Mexican priests minister to Hispanics

By Ruby Thomas, Record Staff Writer

Father Carlos Conde

Father Carlos Conde

As boys growing up in the mining state of Guanajuato, Mexico, both Father Carlos Conde and Father Ismael Hernández said they’d always admired priests, but never thought they’d become priests themselves.

That was a couple of decades ago. Last month, the priests — both from the Diocese of León in Guanajuato, Mexico — arrived in Louisville to minister to the growing number of Hispanic Catholics in this area.

The growth of Latinos in the Catholic Church is happening all over the country. The Pew Research Center recently reported that 55 percent of the estimated 35.4 million Latinos in the country identify as Catholics. Father Joseph Rankin — pastor of St. Rita Church and vicar for Hispanic ministry in the Archdiocese of Louisville — said this    archdiocese’s share of that number is anywhere between 30,000 and 40,000.
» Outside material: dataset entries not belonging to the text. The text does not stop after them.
use std::path::Path;

use axum::http::StatusCode;
use axum::routing::post;
use axum::{Json, Router};
use serde_json::{json, Value};

use searchy_core::client::ClientError;
use searchy_core::model::{SearchParams, SearchRequest};
use searchy_core::transport::{HttpBackend, SearchBackend};

async fn serve(app: Router) -> String {
    let listener = tokio::net::TcpListener::bind("127.0.0.1:0").await.unwrap();
    let addr = listener.local_addr().unwrap();
    tokio::spawn(async move {
        axum::serve(listener, app).await.unwrap();
    });
    format!("http://{addr}")
}

fn request(query: &str) -> SearchRequest {
    SearchRequest::new(
        query,
        SearchParams {
            limit: 5,
            threshold: 0.2,
        },
        1,
    )
}

#[tokio::test]
async fn search_sends_contract_body_and_decodes_ranked_hits() {
    let app = Router::new().route(
        "/search",
        post(|Json(body): Json<Value>| async move {
            assert_eq!(body["query"], "sunset beach");
            assert_eq!(body["limit"], 5);
            Json(json!({
                "results": [
                    {"path": "/photos/a.jpg", "similarity": 0.91, "ocr_text": "SALE"},
                    {"path": "/photos/b.png", "similarity": 0.42}
                ],
                "stats": {"total_time": 0.01}
            }))
        }),
    );
    let backend = HttpBackend::new(serve(app).await);

    let hits = backend.search(&request("  sunset beach ")).await.unwrap();

    assert_eq!(hits.len(), 2);
    assert_eq!(hits[0].path, Path::new("/photos/a.jpg"));
    assert_eq!(hits[0].ocr_text.as_deref(), Some("SALE"));
    assert!(hits[0].score > hits[1].score);
}

#[tokio::test]
async fn recent_and_similar_use_their_own_routes() {
    let app = Router::new()
        .route(
            "/recent",
            post(|Json(body): Json<Value>| async move {
                Json(json!({"results": [{"path": format!("/r/{}", body["count"]), "similarity": 1.0}]}))
            }),
        )
        .route(
            "/similar",
            post(|Json(body): Json<Value>| async move {
                Json(json!({"results": [{"path": body["path"], "similarity": 0.99}]}))
            }),
        );
    let backend = HttpBackend::new(serve(app).await);

    let recent = backend.recent(12).await.unwrap();
    assert_eq!(recent[0].path, Path::new("/r/12"));

    let similar = backend.similar(Path::new("/photos/cat.jpg"), 3).await.unwrap();
    assert_eq!(similar[0].path, Path::new("/photos/cat.jpg"));
}

#[tokio::test]
async fn backend_reported_error_is_surfaced() {
    let app = Router::new().route(
        "/search",
        post(|| async { Json(json!({"error": "model not loaded"})) }),
    );
    let backend = HttpBackend::new(serve(app).await);

    let error = backend.search(&request("cat")).await.unwrap_err();

    assert_eq!(error, ClientError::Backend("model not loaded".to_string()));
}

#[tokio::test]
async fn non_json_error_status_maps_to_backend_error() {
    let app = Router::new().route(
        "/search",
        post(|| async { (StatusCode::INTERNAL_SERVER_ERROR, "boom") }),
    );
    let backend = HttpBackend::new(serve(app).await);

    let error = backend.search(&request("cat")).await.unwrap_err();

    assert!(matches!(error, ClientError::Backend(message) if message.contains("500")));
}

#[tokio::test]
async fn malformed_success_body_is_a_decode_failure() {
    let app = Router::new().route("/search", post(|| async { "not json" }));
    let backend = HttpBackend::new(serve(app).await);

    let error = backend.search(&request("cat")).await.unwrap_err();

    assert!(matches!(error, ClientError::DecodeFailed(_)));
}

#[tokio::test]
async fn nothing_listening_is_a_connection_failure() {
    let listener = std::net::TcpListener::bind("127.0.0.1:0").unwrap();
    let port = listener.local_addr().unwrap().port();
    drop(listener);
    let backend = HttpBackend::new(format!("http://127.0.0.1:{port}"));

    let error = backend.search(&request("cat")).await.unwrap_err();

    assert!(matches!(error, ClientError::ConnectionFailed(_)));
}

#[tokio::test]
async fn backend_dying_mid_request_is_a_connection_failure() {
    use tokio::io::AsyncReadExt;

    let listener = tokio::net::TcpListener::bind("127.0.0.1:0").await.unwrap();
    let addr = listener.local_addr().unwrap();
    tokio::spawn(async move {
        let (mut socket, _) = listener.accept().await.unwrap();
        let mut buf = [0_u8; 1024];
        let _ = socket.read(&mut buf).await;
        drop(socket);
    });
    let backend = HttpBackend::new(format!("http://{addr}"));

    let error = backend.search(&request("cat")).await.unwrap_err();

    assert!(matches!(error, ClientError::ConnectionFailed(_)));
}
pub mod cache;
pub mod client;
pub mod config;
pub mod contract;
pub mod endpoint;
pub mod health;
pub mod hotkey;
pub mod hotkey_runtime;
pub mod logging;
pub mod model;
pub mod port;
pub mod progress;
pub mod session;
pub mod supervisor;
pub mod transport;
pub mod window;
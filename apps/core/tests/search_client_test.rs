use std::path::Path;
use std::sync::atomic::{AtomicUsize, Ordering};
use std::sync::Arc;
use std::time::Duration;

use axum::routing::post;
use axum::{Json, Router};
use serde_json::{json, Value};

use searchy_core::client::{ClientError, ClientSettings, Outcome, SearchClient};
use searchy_core::config::{EmptyQueryPolicy, SearchConfig};
use searchy_core::model::ResultSource;
use searchy_core::transport::HttpBackend;

/// Answers `/search` with one hit named after the query. "cat" is slow.
async fn serve(searches: Arc<AtomicUsize>) -> String {
    let app = Router::new()
        .route(
            "/search",
            post(move |Json(body): Json<Value>| {
                let searches = searches.clone();
                async move {
                    searches.fetch_add(1, Ordering::SeqCst);
                    let query = body["query"].as_str().unwrap_or_default().to_string();
                    if query == "cat" {
                        tokio::time::sleep(Duration::from_millis(400)).await;
                    }
                    Json(json!({"results": [{"path": format!("/photos/{query}.jpg"), "similarity": 0.8}]}))
                }
            }),
        )
        .route(
            "/recent",
            post(|| async { Json(json!({"results": [{"path": "/photos/latest.jpg", "similarity": 1.0}]})) }),
        );

    let listener = tokio::net::TcpListener::bind("127.0.0.1:0").await.unwrap();
    let addr = listener.local_addr().unwrap();
    tokio::spawn(async move {
        axum::serve(listener, app).await.unwrap();
    });
    format!("http://{addr}")
}

fn client(base_url: String, debounce_ms: u64, empty_query: EmptyQueryPolicy) -> SearchClient {
    let config = SearchConfig {
        debounce_ms,
        empty_query,
        ..Default::default()
    };
    SearchClient::new(
        Arc::new(HttpBackend::new(base_url)),
        ClientSettings::from(&config),
    )
}

#[tokio::test]
async fn slow_stale_response_never_overwrites_newer_query() {
    let searches = Arc::new(AtomicUsize::new(0));
    let client = client(serve(searches.clone()).await, 10, EmptyQueryPolicy::Recent);

    let first = client.submit("cat", None);
    let second = async {
        tokio::time::sleep(Duration::from_millis(50)).await;
        client.submit("dog", None).await
    };
    let (first, second) = tokio::join!(first, second);

    assert!(matches!(first.unwrap(), Outcome::Superseded { generation: 1 }));
    let delivered = second.unwrap().delivered().unwrap();
    assert_eq!(delivered.generation, 2);
    assert_eq!(delivered.hits[0].path, Path::new("/photos/dog.jpg"));
}

#[tokio::test]
async fn burst_of_keystrokes_sends_one_request() {
    let searches = Arc::new(AtomicUsize::new(0));
    let client = client(serve(searches.clone()).await, 150, EmptyQueryPolicy::Recent);

    let mut pending = Vec::new();
    for query in ["d", "do", "dog", "dogs"] {
        let client = client.clone();
        pending.push(tokio::spawn(async move { client.submit(query, None).await }));
        tokio::time::sleep(Duration::from_millis(10)).await;
    }

    let mut delivered = Vec::new();
    for handle in pending {
        if let Some(results) = handle.await.unwrap().unwrap().delivered() {
            delivered.push(results);
        }
    }

    assert_eq!(delivered.len(), 1);
    assert_eq!(delivered[0].generation, 4);
    assert_eq!(searches.load(Ordering::SeqCst), 1);
}

#[tokio::test]
async fn empty_query_follows_configured_policy() {
    let searches = Arc::new(AtomicUsize::new(0));
    let base_url = serve(searches.clone()).await;

    let recent = client(base_url.clone(), 10, EmptyQueryPolicy::Recent)
        .submit("   ", None)
        .await
        .unwrap()
        .delivered()
        .unwrap();
    assert_eq!(recent.source, ResultSource::Recent);
    assert_eq!(recent.hits.len(), 1);

    let cleared = client(base_url, 10, EmptyQueryPolicy::Clear)
        .submit("", None)
        .await
        .unwrap()
        .delivered()
        .unwrap();
    assert_eq!(cleared.source, ResultSource::Cleared);
    assert!(cleared.is_empty());
    assert_eq!(searches.load(Ordering::SeqCst), 0);
}

#[tokio::test]
async fn failure_of_latest_request_is_reported() {
    let listener = std::net::TcpListener::bind("127.0.0.1:0").unwrap();
    let port = listener.local_addr().unwrap().port();
    drop(listener);
    let client = client(format!("http://127.0.0.1:{port}"), 0, EmptyQueryPolicy::Recent);

    let error = client.submit("cat", None).await.unwrap_err();

    assert!(matches!(error, ClientError::ConnectionFailed(_)));
}
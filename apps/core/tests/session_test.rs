#![cfg(unix)]

use std::sync::Arc;
use std::time::Duration;

use async_trait::async_trait;
use searchy_core::config::{BackendConfig, Config, HealthConfig};
use searchy_core::endpoint::{EndpointState, ServiceEndpoint};
use searchy_core::health::{HealthError, ProbeError, ReadinessProbe};
use searchy_core::session::{Session, SessionError, SessionEvent};

struct AlwaysReady;

#[async_trait]
impl ReadinessProbe for AlwaysReady {
    async fn probe(&self, _endpoint: &ServiceEndpoint) -> Result<(), ProbeError> {
        Ok(())
    }
}

fn config(name: &str, script: &str, max_attempts: u32) -> Config {
    Config {
        backend: BackendConfig {
            program: "sh".to_string(),
            args: vec!["-c".to_string(), script.to_string(), "{marker}".to_string()],
            role_marker: format!("searchy-session-{}-{name}", std::process::id()),
            base_port: 47_300,
            stop_grace_ms: 1_000,
            startup_attempts: 2,
            ..Default::default()
        },
        health: HealthConfig {
            initial_delay_ms: 10,
            backoff_factor: 2,
            max_delay_ms: 200,
            max_attempts,
            probe_timeout_ms: 200,
        },
        ..Default::default()
    }
}

#[tokio::test]
async fn ready_backend_death_is_reported_and_restart_recovers() {
    let cfg = config("degraded", "sleep 0.5; exit 4", 5);
    let mut session = Session::start_with_probe(cfg, Arc::new(AlwaysReady))
        .await
        .unwrap();
    let first = session.endpoint().unwrap();
    assert_eq!(first.state(), EndpointState::Ready);

    let event = tokio::time::timeout(Duration::from_secs(5), session.next_event())
        .await
        .unwrap();
    assert_eq!(
        event,
        Some(SessionEvent::BackendExited {
            port: first.port(),
            code: Some(4),
        })
    );
    assert_eq!(first.state(), EndpointState::Failed);

    let second = session.restart().await.unwrap();
    assert_eq!(second.state(), EndpointState::Ready);

    session.shutdown().await;
    assert_eq!(second.state(), EndpointState::Stopped);
    assert!(session.endpoint().is_none());
}

#[tokio::test]
async fn backend_that_never_answers_health_is_unavailable() {
    let cfg = config("silent", "trap 'exit 0' TERM; while :; do sleep 0.1; done", 2);

    let error = Session::start(cfg).await.err().unwrap();

    assert!(matches!(
        error,
        SessionError::Health(HealthError::ServiceUnavailable { attempts: 2, .. })
    ));
    assert!(error.is_retryable());
}

#[tokio::test]
async fn early_exit_is_retried_then_reported() {
    let cfg = config("early-exit", "exit 2", 10);

    let error = Session::start(cfg).await.err().unwrap();

    assert!(matches!(
        error,
        SessionError::UnexpectedExit { code: Some(2), .. }
    ));
}

#[tokio::test]
async fn invalid_config_is_not_retryable() {
    let mut cfg = config("invalid", "exit 0", 1);
    cfg.hotkey = "Space".to_string();

    let error = Session::start(cfg).await.err().unwrap();

    assert!(matches!(error, SessionError::Config(_)));
    assert!(!error.is_retryable());
}

#[tokio::test]
async fn clients_and_cache_are_shared_per_session() {
    let cfg = config("parts", "trap 'exit 0' TERM; while :; do sleep 0.1; done", 3);
    let mut session = Session::start_with_probe(cfg, Arc::new(AlwaysReady))
        .await
        .unwrap();

    let first = session.search_client();
    let second = session.search_client();
    first.cancel();
    assert_eq!(first.current_generation(), 1);
    assert_eq!(second.current_generation(), 0);
    assert_eq!(session.cache().stats().entries, 0);
    assert!(session.take_progress().is_some());

    session.shutdown().await;
}

#[tokio::test]
async fn unobserved_crash_does_not_resurface_after_restart() {
    let dir = tempfile::tempdir().unwrap();
    let flag = dir.path().join("crashed-once");
    let script = format!(
        "if [ -e '{flag}' ]; then trap 'exit 0' TERM; while :; do sleep 0.1; done; else touch '{flag}'; sleep 0.3; exit 4; fi",
        flag = flag.display()
    );
    let mut session = Session::start_with_probe(config("crash-restart", &script, 5), Arc::new(AlwaysReady))
        .await
        .unwrap();
    let first = session.endpoint().unwrap();

    tokio::time::timeout(Duration::from_secs(5), async {
        while first.state() != EndpointState::Failed {
            tokio::time::sleep(Duration::from_millis(20)).await;
        }
    })
    .await
    .unwrap();

    let second = session.restart().await.unwrap();
    assert_eq!(second.state(), EndpointState::Ready);

    let stale = tokio::time::timeout(Duration::from_millis(500), session.next_event()).await;
    assert!(stale.is_err(), "old crash reported against the new launch: {stale:?}");
    assert_eq!(second.state(), EndpointState::Ready);

    session.shutdown().await;
}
“The people have been coming to us with pastoral and social needs,” said Father Rankin. “Having two priests here who can speak Spanish and get to know the people will be a tremendous help,” he said.
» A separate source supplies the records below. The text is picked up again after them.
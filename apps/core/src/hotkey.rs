use std::collections::BTreeSet;
use std::fmt;

use thiserror::Error;

#[derive(Debug, Clone, PartialEq, Eq, Error)]
pub enum HotkeyParseError {
    #[error("hotkey must include at least one modifier and one key")]
    MissingParts,
    #[error("unsupported modifier '{0}'; use Ctrl, Alt, Shift or Win")]
    UnsupportedModifier(String),
    #[error("key must be A-Z, 0-9, Space, or F1-F24 (got '{0}')")]
    UnsupportedKey(String),
    #[error("'{0}' is reserved by the operating system")]
    Reserved(String),
}

#[derive(Debug, Clone, Copy, PartialEq, Eq, PartialOrd, Ord, Hash)]
pub enum Modifier {
    Ctrl,
    Alt,
    Shift,
    Win,
}

impl Modifier {
    fn label(self) -> &'static str {
        match self {
            Self::Ctrl => "Ctrl",
            Self::Alt => "Alt",
            Self::Shift => "Shift",
            Self::Win => "Win",
        }
    }
}

#[derive(Debug, Clone, PartialEq, Eq)]
pub struct Hotkey {
    pub modifiers: BTreeSet<Modifier>,
    pub key: String,
}

impl Hotkey {
    pub fn has(&self, modifier: Modifier) -> bool {
        self.modifiers.contains(&modifier)
    }
}

impl fmt::Display for Hotkey {
    fn fmt(&self, f: &mut fmt::Formatter<'_>) -> fmt::Result {
        for modifier in &self.modifiers {
            write!(f, "{}+", modifier.label())?;
        }
        f.write_str(&self.key)
    }
}

/// Parses and canonicalizes a chord such as `ctrl+shift+space` into `Ctrl+Shift+Space`.
pub fn parse_hotkey(input: &str) -> Result<Hotkey, HotkeyParseError> {
    let parts: Vec<&str> = input
        .split('+')
        .map(str::trim)
        .filter(|part| !part.is_empty())
        .collect();
    if parts.len() < 2 {
        return Err(HotkeyParseError::MissingParts);
    }

    let key = normalize_key(parts[parts.len() - 1])?;
    let mut modifiers = BTreeSet::new();
    for part in &parts[..parts.len() - 1] {
        modifiers.insert(normalize_modifier(part)?);
    }

    let hotkey = Hotkey { modifiers, key };
    let canonical = hotkey.to_string();
    if is_reserved_hotkey(&canonical) {
        return Err(HotkeyParseError::Reserved(canonical));
    }
    Ok(hotkey)
}

fn normalize_modifier(input: &str) -> Result<Modifier, HotkeyParseError> {
    match input.to_ascii_lowercase().as_str() {
        "ctrl" | "control" => Ok(Modifier::Ctrl),
        "alt" | "option" => Ok(Modifier::Alt),
        "shift" => Ok(Modifier::Shift),
        "win" | "meta" | "super" | "cmd" | "command" => Ok(Modifier::Win),
        _ => Err(HotkeyParseError::UnsupportedModifier(input.to_string())),
    }
}

fn normalize_key(input: &str) -> Result<String, HotkeyParseError> {
    let upper = input.to_ascii_uppercase();
    if upper == "SPACE" {
        return Ok("Space".to_string());
    }

    if let Some(number) = upper.strip_prefix('F') {
        if let Ok(parsed) = number.parse::<u8>() {
            if (1..=24).contains(&parsed) {
                return Ok(format!("F{parsed}"));
            }
        }
    }

    let mut chars = upper.chars();
    if let (Some(c), None) = (chars.next(), chars.next()) {
        if c.is_ascii_alphanumeric() {
            return Ok(upper);
        }
    }

    Err(HotkeyParseError::UnsupportedKey(input.to_string()))
}

fn is_reserved_hotkey(canonical: &str) -> bool {
    matches!(
        canonical,
        "Alt+F4" | "Alt+Space" | "Win+L" | "Win+D" | "Win+Space"
    )
}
Father Conde, who has been a priest for close to 21 years, is working in collaboration with Father Peter Do at St. Bartholomew Church on Buechel Bank Road. Father Hernández will be working alongside Father Anthony Chandler at Immaculate Conception Church in La Grange, Ky.
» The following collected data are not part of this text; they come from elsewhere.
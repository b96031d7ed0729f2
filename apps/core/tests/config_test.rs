use searchy_core::config::{self, Config, ConfigError, EmptyQueryPolicy};

#[test]
fn accepts_default_config() {
    let cfg = Config::default();
    assert_eq!(cfg.backend.base_port, 7860);
    assert_eq!(cfg.search.debounce_ms, 400);
    assert!(cfg.config_path.to_string_lossy().contains("searchy"));
    assert!(config::validate(&cfg).is_ok());
}

#[test]
fn rejects_zero_health_attempts() {
    let mut cfg = Config::default();
    cfg.health.max_attempts = 0;
    assert!(config::validate(&cfg).is_err());
}

#[test]
fn rejects_port_range_past_u16() {
    let mut cfg = Config::default();
    cfg.backend.base_port = 65_530;
    cfg.backend.port_retries = 10;
    assert!(config::validate(&cfg).is_err());
}

#[test]
fn rejects_non_loopback_backend_host() {
    let mut cfg = Config::default();
    cfg.backend.host = "192.168.1.20".to_string();
    let error = config::validate(&cfg).unwrap_err();
    assert!(error.contains("backend.host"));

    cfg.backend.host = "search.example.net".to_string();
    assert!(config::validate(&cfg).is_err());

    cfg.backend.host = "localhost".to_string();
    assert!(config::validate(&cfg).is_ok());
}

#[test]
fn rejects_reserved_hotkey() {
    let cfg = Config {
        hotkey: "Alt+F4".to_string(),
        ..Default::default()
    };
    let error = config::validate(&cfg).unwrap_err();
    assert!(error.contains("hotkey"));
}

#[test]
fn missing_file_loads_defaults_with_that_path() {
    let dir = tempfile::tempdir().unwrap();
    let path = dir.path().join("config.toml");

    let cfg = config::load(Some(&path)).unwrap();

    assert_eq!(cfg.config_path, path);
    assert_eq!(cfg.backend, Config::default().backend);
}

#[test]
fn partial_file_fills_remaining_fields_with_defaults() {
    let dir = tempfile::tempdir().unwrap();
    let path = dir.path().join("config.toml");
    std::fs::write(
        &path,
        "hotkey = \"ctrl+alt+k\"\n[search]\nempty_query = \"clear\"\ndebounce_ms = 150\n",
    )
    .unwrap();

    let cfg = config::load(Some(&path)).unwrap();

    assert_eq!(cfg.hotkey, "ctrl+alt+k");
    assert_eq!(cfg.search.empty_query, EmptyQueryPolicy::Clear);
    assert_eq!(cfg.search.debounce_ms, 150);
    assert_eq!(cfg.search.default_limit, 40);
}

#[test]
fn invalid_file_is_reported_not_replaced() {
    let dir = tempfile::tempdir().unwrap();
    let path = dir.path().join("config.toml");
    std::fs::write(&path, "[cache]\nmax_bytes = 0\n").unwrap();

    assert!(matches!(
        config::load(Some(&path)),
        Err(ConfigError::Invalid(_))
    ));

    std::fs::write(&path, "hotkey = [").unwrap();
    assert!(matches!(config::load(Some(&path)), Err(ConfigError::Parse(_))));
}

#[test]
fn save_then_load_preserves_changes() {
    let dir = tempfile::tempdir().unwrap();
    let mut cfg = Config {
        config_path: dir.path().join("nested").join("config.toml"),
        ..Default::default()
    };
    cfg.backend.program = "/opt/searchy/backend".to_string();
    cfg.cache.max_bytes = 8 * 1024 * 1024;

    config::save(&cfg).unwrap();
    let loaded = config::load(Some(&cfg.config_path)).unwrap();

    assert_eq!(loaded, cfg);
}
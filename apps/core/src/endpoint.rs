use std::fmt;

use tokio::sync::watch;

#[derive(Debug, Clone, Copy, PartialEq, Eq)]
pub enum EndpointState {
    Idle,
    Starting,
    Ready,
    Stopping,
    Stopped,
    Failed,
}

impl EndpointState {
    pub fn is_terminal(self) -> bool {
        matches!(self, Self::Stopped | Self::Failed)
    }
}

impl fmt::Display for EndpointState {
    fn fmt(&self, f: &mut fmt::Formatter<'_>) -> fmt::Result {
        let label = match self {
            Self::Idle => "idle",
            Self::Starting => "starting",
            Self::Ready => "ready",
            Self::Stopping => "stopping",
            Self::Stopped => "stopped",
            Self::Failed => "failed",
        };
        f.write_str(label)
    }
}

/// Address and lifecycle state of the backend for one launch.
///
/// Host and port never change after construction. Only the supervisor and the
/// health monitor move the state.
#[derive(Debug)]
pub struct ServiceEndpoint {
    host: String,
    port: u16,
    state: watch::Sender<EndpointState>,
}

impl ServiceEndpoint {
    pub fn new(host: impl Into<String>, port: u16) -> Self {
        let (state, _) = watch::channel(EndpointState::Idle);
        Self {
            host: host.into(),
            port,
            state,
        }
    }

    pub fn host(&self) -> &str {
        &self.host
    }

    pub fn port(&self) -> u16 {
        self.port
    }

    pub fn base_url(&self) -> String {
        format!("http://{}:{}", self.host, self.port)
    }

    pub fn state(&self) -> EndpointState {
        *self.state.borrow()
    }

    pub fn subscribe(&self) -> watch::Receiver<EndpointState> {
        self.state.subscribe()
    }

    /// Moves to `next` unless the endpoint already reached a terminal state.
    pub(crate) fn transition(&self, next: EndpointState) -> bool {
        let mut previous = EndpointState::Idle;
        let changed = self.state.send_if_modified(|current| {
            if current.is_terminal() || *current == next {
                return false;
            }
            previous = *current;
            *current = next;
            true
        });
        if changed {
            tracing::info!(port = self.port, from = %previous, to = %next, "endpoint state changed");
        }
        changed
    }

    /// Like [`transition`](Self::transition) but only from `expected`.
    pub(crate) fn transition_from(&self, expected: EndpointState, next: EndpointState) -> bool {
        let changed = self.state.send_if_modified(|current| {
            if *current != expected {
                return false;
            }
            *current = next;
            true
        });
        if changed {
            tracing::info!(port = self.port, from = %expected, to = %next, "endpoint state changed");
        }
        changed
    }
}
Father Conde, one of nine children, became interested in the priesthood at a very early age and entered the seminary when he was only 12-years-old.

“When I told my parents I wanted to enter the seminary they said no,” recalled Father Conde. “They didn’t have the financial resources to pay for my education.”

At the time, the family alreadyhad eight other children in school.

He didn’t give up, he said, and “God opened some doors” which allowed him to eventually enter the seminary.

At that young age, Father Conde, said he had the dream of being like the priests he looked up to. However, there was doubt in his mind that it was attainable.

“In Mexico, people reserve a high level of reverence for priests,” said Father Conde. In some rural areas in Mexico many women, when ill, will see a priest before they see a doctor, he noted.

During his high school years in the seminary, Father Conde said he started believing that he, too, could one day be a priest.

He was ordained to the priesthood in the Diocese of León in 1994 at the age of 26. Since then he has worked with seminarians, serving as vice-rector of the diocesan seminary in León and as principal of the seminary’s high school. He was most recently pastor of La Ascensión del Señor Church in León.

Here in Louisville, Father Conde celebrates Mass in Spanish every Saturday at 6 p.m. at St. Bartholomew, 2042 Buechel Bank Road. He also celebrates Mass in Spanish every Monday at 6:30 p.m. at St. Edward Church, 9608 Sue Helen Drive.

Father Ismael Hernández

Father Ismael Hernández

Father Hernández, one of 10 children, said his parents taught him and his siblings to pray at an early age, and the family always went to church together. After graduating from elementary school, Father Hernández, 38, said he found a job working in a ceramics factory in his hometown of Guanajuato. He later befriended a priest who was new in town.

Through that friendship, Father Hernández, said he started learning what it meant to be a priest.

He entered the diocesan seminary high school in the city of León when he was 14 years old. He was ordained in 2008. In the eight years that he’s been a priest, Father Hernandez has served as an associate pastor and as an instructor at the seminary in León. Father Hernández spent two years studying the theology of Mary at the Pontifical Gregorian University in Rome where he earned a master’s degree.

Father Hernández celebrates Mass in Spanish at 12:30 p.m. every Sunday at Immaculate Conception Church, 502 North 5th St., La Grange, Ky. He hears confessions on Sunday from 1:30 p.m. to 3 p.m. and on Saturday from 7 p.m. to 8 p.m. at Immaculate Conception.

Father Hernández’s ministry will also include working with prison inmates.

Both priests said they hope their presence and work in the Archdiocese of Louisville will encourage members of the

Hispanic community to fully participate in their faith.